Шрифт:
Интервал:
Закладка:
15. Кади
Ислам так же мало задумывался над вопросом принципиального отделения судебной власти от власти исполнительной, как и христианская эпоха до новейшего времени. Как пророк, так и халифы считались верховными судьями над верующими, а в провинции это право осуществляли их наместники. Однако их разносторонние обязанности вызывали потребность в судьях-помощниках, как рассказывают, например, об ал-Мухтаре: «Вначале судил он сам, с великим рвением и искусством, когда же ему стало не под силу, он вынужден был назначить судей (кади)»[1540]. Вот поэтому-то никогда четко не разграничивались компетенции кади от компетенций правительственной власти и представители последней с самого начала оставляли за собой «то, для чего кади был слишком слаб» (ал-Маварди). Если же правители не признавали решений кади, то ему не оставалось ничего другого, как уйти в отставку или по меньшей мере прекратить отправление своих функций[1541]. Однако проявление столь глубокого неуважения встречалось не часто. Ал-Кинди в своей истории египетских кади записал только два случая за первые два столетия, когда правитель кассировал решение кади в гражданском деле, причем один из этих случаев касался дела, исключительно важного принципиально: одна женщина вышла замуж за неравного ей по происхождению, ее родичи потребовали от кади расторжения этого брака, на что тот, однако, не пошел, не подчинившись даже и прямому приказу правителя. Тогда правитель сам развел их[1542]. В данном случае столкнулись два мировоззрения: рыцарское мировоззрение старого арабского мира и демократическое — ислама, судившее не по крови, а по благочестию.
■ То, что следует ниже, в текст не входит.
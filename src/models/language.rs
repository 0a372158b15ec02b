use anyhow::{Context, Result};
use serde::{Deserialize, Serialize};
use std::collections::HashMap;
use std::fs;
use std::path::Path;

/// Catalog shipped with the binary, used when no catalog file is found on disk
const BUILTIN_CATALOG: &str = include_str!("../../resources/languages.ext.json");

/// A programming language as listed in the language catalog
#[derive(Debug, Clone, PartialEq, Eq, Serialize, Deserialize)]
pub struct ProgrammingLanguage {
    /// File extension without the leading dot
    pub extension: String,
    /// Display name, also used as folder name
    pub name: String,
}

impl ProgrammingLanguage {
    pub fn new(extension: impl Into<String>, name: impl Into<String>) -> Self {
        Self {
            extension: extension.into(),
            name: name.into(),
        }
    }

    /// Language used for files the catalog doesn't know about
    pub fn plain_text() -> Self {
        Self::new("txt", "Plain Text")
    }
}

/// Lookup table from file extension to programming language
#[derive(Debug, Clone, Default)]
pub struct LanguageCatalog {
    by_extension: HashMap<String, ProgrammingLanguage>,
}

impl LanguageCatalog {
    /// Builds a catalog from a list of languages. When an extension appears
    /// more than once the first entry wins.
    pub fn new(languages: Vec<ProgrammingLanguage>) -> Self {
        let mut by_extension = HashMap::with_capacity(languages.len());
        for language in languages {
            by_extension
                .entry(language.extension.to_lowercase())
                .or_insert(language);
        }
        Self { by_extension }
    }

    /// Parses a catalog from a JSON array of `{extension, name}` objects
    pub fn from_json(json: &str) -> Result<Self> {
        let languages: Vec<ProgrammingLanguage> =
            serde_json::from_str(json).context("Failed to parse language catalog JSON")?;
        Ok(Self::new(languages))
    }

    pub fn load(path: &Path) -> Result<Self> {
        let content = fs::read_to_string(path)
            .with_context(|| format!("Failed to read language catalog {}", path.display()))?;
        Self::from_json(&content)
    }

    pub fn builtin() -> Result<Self> {
        Self::from_json(BUILTIN_CATALOG)
    }

    /// Extension of a filename: the text after the last dot, lowercased
    pub fn extension_of(filename: &str) -> Option<String> {
        filename
            .rsplit_once('.')
            .map(|(_, ext)| ext)
            .filter(|ext| !ext.is_empty())
            .map(str::to_lowercase)
    }

    /// Resolves the language of a file from its name, falling back to plain text
    pub fn resolve(&self, filename: &str) -> ProgrammingLanguage {
        Self::extension_of(filename)
            .and_then(|ext| self.by_extension.get(&ext))
            .cloned()
            .unwrap_or_else(ProgrammingLanguage::plain_text)
    }

    pub fn len(&self) -> usize {
        self.by_extension.len()
    }

    pub fn is_empty(&self) -> bool {
        self.by_extension.is_empty()
    }
}
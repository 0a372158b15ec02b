//! Settings read from the environment (and a `.env` file, if present)

use anyhow::{Context, Result, bail};
use std::path::{Path, PathBuf};

use crate::github::DEFAULT_API_URL;
use crate::models::LanguageCatalog;

pub const DEFAULT_LANGUAGES_FILE: &str = "resources/languages.ext.json";
pub const DEFAULT_OUTPUT_FILE: &str = "db.json";

#[derive(Debug, Clone, PartialEq, Eq)]
pub struct Config {
    pub github_token: String,
    pub github_username: Option<String>,
    pub api_url: String,
    /// Explicitly configured catalog; `None` means the default location
    pub languages_file: Option<PathBuf>,
    pub output_file: PathBuf,
}

impl Config {
    /// Loads `.env` and reads the process environment
    pub fn from_env() -> Result<Self> {
        dotenvy::dotenv().ok();
        Self::from_lookup(|key| std::env::var(key).ok())
    }

    /// Reads settings through `lookup`. Empty values count as unset.
    pub fn from_lookup<F>(lookup: F) -> Result<Self>
    where
        F: Fn(&str) -> Option<String>,
    {
        let get = |key: &str| lookup(key).filter(|v| !v.trim().is_empty());

        let Some(github_token) = get("GITHUB_TOKEN") else {
            bail!("GitHub token is missing. Make sure to set GITHUB_TOKEN in the .env file.");
        };

        Ok(Self {
            github_token,
            github_username: get("GITHUB_USERNAME"),
            api_url: get("GITHUB_API_URL").unwrap_or_else(|| DEFAULT_API_URL.to_string()),
            languages_file: get("GISTPORT_LANGUAGES").map(PathBuf::from),
            output_file: get("GISTPORT_OUTPUT")
                .map(PathBuf::from)
                .unwrap_or_else(|| PathBuf::from(DEFAULT_OUTPUT_FILE)),
        })
    }

    /// Picks the username given on the command line over the configured one
    pub fn username(&self, cli_username: Option<&str>) -> Result<String> {
        cli_username
            .map(str::to_string)
            .or_else(|| self.github_username.clone())
            .context("GitHub username is missing. Set GITHUB_USERNAME or pass it as an argument.")
    }

    pub fn load_catalog(&self) -> Result<LanguageCatalog> {
        load_catalog(self.languages_file.as_deref())
    }
}

/// Loads the catalog at `path`. Without an explicit path the default file is
/// used when it exists, otherwise the built-in catalog.
pub fn load_catalog(path: Option<&Path>) -> Result<LanguageCatalog> {
    match path {
        Some(path) => LanguageCatalog::load(path),
        None => {
            let default = Path::new(DEFAULT_LANGUAGES_FILE);
            if default.exists() {
                LanguageCatalog::load(default)
            } else {
                LanguageCatalog::builtin()
            }
        }
    }
}

/// Catalog location from the environment alone, for commands that don't need a token
pub fn languages_file_from_env() -> Option<PathBuf> {
    dotenvy::dotenv().ok();
    std::env::var("GISTPORT_LANGUAGES")
        .ok()
        .filter(|v| !v.trim().is_empty())
        .map(PathBuf::from)
}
К дефеодализации, проводимой Аббасидами, относился и тот факт, что кади был выведен из-под власти наместника и непосредственно назначался халифом или, по меньшей мере, халиф утверждал его в этой должности[1543]. Первым халифом, назначавшим судей так же и в главные города провинций, был ал-Мансур[1544]. В годы правления ал-Ма’муна (198—218/813—833) кади Фустата, столицы Египта, смог удалить из суда чиновника официальной службы шпионажа, ибо это, мол, присутствие повелителя правоверных[1545]. Право назначать судей оставалось за халифом даже и в трудные времена, как последняя важная его обязанность. Когда избранный в 383/994 г. халиф при вступлении в должность стал проверять и сменять судей столицы, то народ с насмешкой выражал свое мнение: «С тем и конец его правлению»[1546]. Назначенный Ихшидом в 324/935 г. кади Египта подвергся издевательствам в стихах как противозаконный кади из-за того, что он был определен на эту должность не халифом[1547]. В 394/1004 г. всемогущий правитель Баха ад-Даула хотел сделать накиба Алидов также и верховным кади, однако когда халиф не утвердил его в этой должности, кандидат вынужден был отказаться от этого поста[1548]. Еще и в наши дни в Египте назначение верховного кади относится к немногим прерогативам верховной власти халифа[1549].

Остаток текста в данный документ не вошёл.